Stored data entries:
..........

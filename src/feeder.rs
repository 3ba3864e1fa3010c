use crate::cancel::CancellationToken;
use crate::cutout::{CutoutArchive, ObjectId};
use crate::queue::{PutError, QueueProducer, WorkMessage};
use crate::DreError;
use std::path::PathBuf;
use std::time::Duration;

#[derive(Debug, Clone, Copy, PartialEq, Eq, Default)]
pub struct FeedReport {
    pub submitted: usize,
    pub sentinels: usize,
    /// Every item went out and the sentinels followed.
    pub completed: bool,
}

/// Pushes the cutouts of one archive onto the input queue.
pub struct Feeder {
    archive_path: PathBuf,
    object_ids: Vec<ObjectId>,
    n_workers: usize,
    timeout: Duration,
}

impl Feeder {
    pub fn new(
        archive_path: PathBuf,
        object_ids: Vec<ObjectId>,
        n_workers: usize,
        timeout: Duration,
    ) -> Self {
        Self { archive_path, object_ids, n_workers, timeout }
    }

    pub fn run(
        self,
        input: QueueProducer<WorkMessage>,
        cancel: CancellationToken,
    ) -> Result<FeedReport, DreError> {
        let mut archive = CutoutArchive::open(&self.archive_path)?;
        let mut report = FeedReport::default();

        for object_id in &self.object_ids {
            let message = match archive.load(object_id) {
                Ok(item) => WorkMessage::Item(item),
                Err(e) => {
                    tracing::warn!("{}: unreadable cutout ({}), it will be dropped", object_id, e);
                    WorkMessage::Unreadable(object_id.clone())
                }
            };
            if !self.put_retrying(&input, message, true, &cancel) {
                return Ok(report);
            }
            report.submitted += 1;
        }

        for _ in 0..self.n_workers {
            if !self.put_retrying(&input, WorkMessage::Stop, false, &cancel) {
                return Ok(report);
            }
            report.sentinels += 1;
        }
        report.completed = true;
        Ok(report)
    }

    /// Retry on timeout until the message is queued. False once cancelled or
    /// nobody is left to consume.
    fn put_retrying(
        &self,
        input: &QueueProducer<WorkMessage>,
        mut message: WorkMessage,
        tracked: bool,
        cancel: &CancellationToken,
    ) -> bool {
        loop {
            if cancel.is_cancelled() {
                return false;
            }
            let sent = if tracked {
                input.put(message, self.timeout)
            } else {
                input.put_untracked(message, self.timeout)
            };
            match sent {
                Ok(()) => return true,
                Err(PutError::Timeout(m)) => message = m,
                Err(PutError::Disconnected(_)) => {
                    tracing::warn!("Input queue has no consumers left, feeder stopping");
                    return false;
                }
                Err(PutError::Released(_)) => return false,
            }
        }
    }
}
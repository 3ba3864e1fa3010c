//! Fitting kernel: cutout in, score cube over the `[E, T, R, A]` grid out.

use crate::cutout::Cutout;
use crate::model_store::{GridIndex, ModelStore};
use ndarray::{Array2, Array4, ArrayView2, Zip, s};

pub trait FitKernel: Send + Sync {
    /// Score every model against `cutout`; lower is better. Cells that cannot
    /// be scored are NaN, and an all-NaN cube marks the object as failed.
    fn fit(&self, cutout: &Cutout, models: &ModelStore) -> Array4<f32>;

    /// `[observation | scaled model | residual]` for the model at `idx`.
    fn render_mosaic(&self, cutout: &Cutout, models: &ModelStore, idx: GridIndex) -> Array2<f32> {
        let model = models.image(idx);
        let scale = flux_scale(cutout, model).unwrap_or(0.0);
        mosaic(cutout.obj.view(), model, scale)
    }
}

/// Weighted least-squares: for each model the flux scale that best matches
/// the masked pixels, scored by reduced chi-square with `1/rms²` weights.
#[derive(Debug, Clone, Copy, Default)]
pub struct ChiSquareKernel;

impl FitKernel for ChiSquareKernel {
    fn fit(&self, cutout: &Cutout, models: &ModelStore) -> Array4<f32> {
        let grid = models.grid_shape();
        let nan_cube = || Array4::from_elem(grid, f32::NAN);
        if cutout.shape() != models.image_shape() {
            return nan_cube();
        }
        let Some(weights) = Weights::new(cutout) else {
            return nan_cube();
        };
        let obj = cutout.obj.as_standard_layout();
        let data = obj.as_slice().unwrap_or(&[]);
        let (ny, nx) = models.image_shape();

        let scores: Vec<f32> = models
            .as_slice()
            .chunks(ny * nx)
            .map(|model| weights.reduced_chi2(data, model))
            .collect();
        Array4::from_shape_vec(grid, scores).unwrap_or_else(|_| nan_cube())
    }
}

struct Weights {
    w: Vec<f32>,
    n_valid: usize,
}

impl Weights {
    /// `None` when fewer than two pixels are usable.
    fn new(cutout: &Cutout) -> Option<Self> {
        let mut w = Vec::with_capacity(cutout.obj.len());
        let mut n_valid = 0;
        Zip::from(&cutout.obj)
            .and(&cutout.seg)
            .and(&cutout.rms)
            .for_each(|&d, &m, &sigma| {
                if m && d.is_finite() && sigma.is_finite() && sigma > 0.0 {
                    w.push(1.0 / (sigma * sigma));
                    n_valid += 1;
                } else {
                    w.push(0.0);
                }
            });
        (n_valid >= 2).then_some(Self { w, n_valid })
    }

    fn scale(&self, data: &[f32], model: &[f32]) -> Option<f32> {
        let (mut dm, mut mm) = (0.0f64, 0.0f64);
        for ((&w, &d), &m) in self.w.iter().zip(data).zip(model) {
            dm += (w * d * m) as f64;
            mm += (w * m * m) as f64;
        }
        let scale = (dm / mm) as f32;
        (mm > 0.0 && scale.is_finite()).then_some(scale)
    }

    fn reduced_chi2(&self, data: &[f32], model: &[f32]) -> f32 {
        let Some(scale) = self.scale(data, model) else {
            return f32::NAN;
        };
        let chi2: f64 = self
            .w
            .iter()
            .zip(data)
            .zip(model)
            .map(|((&w, &d), &m)| {
                let r = d - scale * m;
                (w * r * r) as f64
            })
            .sum();
        (chi2 / (self.n_valid - 1) as f64) as f32
    }
}

pub fn flux_scale(cutout: &Cutout, model: ArrayView2<'_, f32>) -> Option<f32> {
    let weights = Weights::new(cutout)?;
    let obj = cutout.obj.as_standard_layout();
    let model = model.as_standard_layout();
    weights.scale(obj.as_slice()?, model.as_slice()?)
}

pub fn mosaic(obj: ArrayView2<'_, f32>, model: ArrayView2<'_, f32>, scale: f32) -> Array2<f32> {
    let (ny, nx) = obj.dim();
    let scaled = model.mapv(|m| m * scale);
    let mut out = Array2::<f32>::zeros((ny, 3 * nx));
    out.slice_mut(s![.., 0..nx]).assign(&obj);
    out.slice_mut(s![.., nx..2 * nx]).assign(&scaled);
    out.slice_mut(s![.., 2 * nx..]).assign(&(&obj - &scaled));
    out
}

pub fn all_nan(scores: &Array4<f32>) -> bool {
    scores.iter().all(|v| v.is_nan())
}

/// Position and value of the smallest non-NaN score.
pub fn best_fit(scores: &Array4<f32>) -> Option<(GridIndex, f32)> {
    scores
        .indexed_iter()
        .filter(|(_, v)| !v.is_nan())
        .min_by(|(_, a), (_, b)| a.total_cmp(b))
        .map(|((e, t, r, a), &v)| (GridIndex { e, t, r, a }, v))
}
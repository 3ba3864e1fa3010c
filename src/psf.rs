use crate::archive::{ArchiveReader, ArchiveWriter};
use crate::array::StoredArray;
use crate::cancel::CancellationToken;
use crate::model_store::{ModelStore, SharedModels};
use crate::DreError;
use ndarray::{Array2, Array6, ArrayView2, Ix2};
use rayon::prelude::*;
use std::path::Path;

pub const PSF_KEY: &str = "psf";

/// Read a PSF kernel, normalised to unit sum.
///
/// A missing file is [`DreError::PsfNotFound`], which callers treat as
/// "skip this tile".
pub fn load_psf(path: &Path) -> Result<Array2<f32>, DreError> {
    if !path.is_file() {
        return Err(DreError::PsfNotFound(path.to_path_buf()));
    }
    let mut reader: ArchiveReader<StoredArray<f32>> = ArchiveReader::open(path)?;
    let stored = match reader.get(PSF_KEY)? {
        Some(s) => s,
        None => reader
            .first()?
            .map(|(_, s)| s)
            .ok_or_else(|| DreError::Archive(format!("{} holds no kernel", path.display())))?,
    };
    let mut kernel = stored.into_array::<Ix2>()?;
    if kernel.is_empty() {
        return Err(DreError::Archive(format!("{} holds an empty kernel", path.display())));
    }
    let total: f32 = kernel.sum();
    if total.is_finite() && total != 0.0 {
        kernel /= total;
    }
    Ok(kernel)
}

pub fn write_psf(path: &Path, kernel: &Array2<f32>) -> Result<(), DreError> {
    let mut writer = ArchiveWriter::create(path)?;
    writer.append(PSF_KEY, &StoredArray::from_array(kernel))?;
    writer.finish()
}

/// 2-D convolution cropped to the input size, centred the way
/// `scipy.signal.convolve(..., mode="same")` centres it.
pub fn convolve_same(image: ArrayView2<'_, f32>, kernel: ArrayView2<'_, f32>) -> Array2<f32> {
    let (ny, nx) = image.dim();
    let (ky, kx) = kernel.dim();
    let (cy, cx) = ((ky - 1) / 2, (kx - 1) / 2);
    let mut out = Array2::<f32>::zeros((ny, nx));
    for ((i, j), o) in out.indexed_iter_mut() {
        let mut acc = 0.0f32;
        for p in 0..ky {
            // source row = i + cy - p
            let Some(si) = (i + cy).checked_sub(p) else { break };
            if si >= ny {
                continue;
            }
            for q in 0..kx {
                let Some(sj) = (j + cx).checked_sub(q) else { break };
                if sj >= nx {
                    continue;
                }
                acc += kernel[[p, q]] * image[[si, sj]];
            }
        }
        *o = acc;
    }
    out
}

/// Convolves a whole model cube with one PSF on a sized thread pool.
pub struct PsfConvolver {
    parallelism: usize,
}

impl PsfConvolver {
    pub fn new(parallelism: usize) -> Self {
        Self { parallelism: parallelism.max(1) }
    }

    /// Returns only once every image has been convolved; the result is the
    /// read-only cube workers fit against.
    pub fn convolve(
        &self,
        models: &ModelStore,
        psf_path: &Path,
        cancel: &CancellationToken,
    ) -> Result<SharedModels, DreError> {
        let psf = load_psf(psf_path)?;
        self.convolve_with(models, psf.view(), cancel)
    }

    pub fn convolve_with(
        &self,
        models: &ModelStore,
        psf: ArrayView2<'_, f32>,
        cancel: &CancellationToken,
    ) -> Result<SharedModels, DreError> {
        let (ny, nx) = models.image_shape();
        // [E, T, R, A, y, x] -> [E*T*R*A, y, x]
        let pool = rayon::ThreadPoolBuilder::new()
            .num_threads(self.parallelism)
            .build()
            .map_err(|e| DreError::Other(format!("failed to create thread pool: {e}")))?;

        let slices: Vec<Vec<f32>> = pool.install(|| {
            models
                .as_slice()
                .par_chunks(ny * nx)
                .map(|chunk| {
                    if cancel.is_cancelled() {
                        return Err(DreError::Cancelled);
                    }
                    let image = ArrayView2::from_shape((ny, nx), chunk)?;
                    Ok(convolve_same(image, psf).into_raw_vec_and_offset().0)
                })
                .collect::<Result<Vec<_>, DreError>>()
        })?;

        let cube = Array6::from_shape_vec(models.models().raw_dim(), slices.concat())?;
        Ok(models.with_images(cube)?.shared())
    }
}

..........

ACTIVITY: If a line in the entries above has the word "None", copy it.

ANSWER TO THIS PROBLEM:
    /// `None` when fewer than two pixels are usable.
        None => reader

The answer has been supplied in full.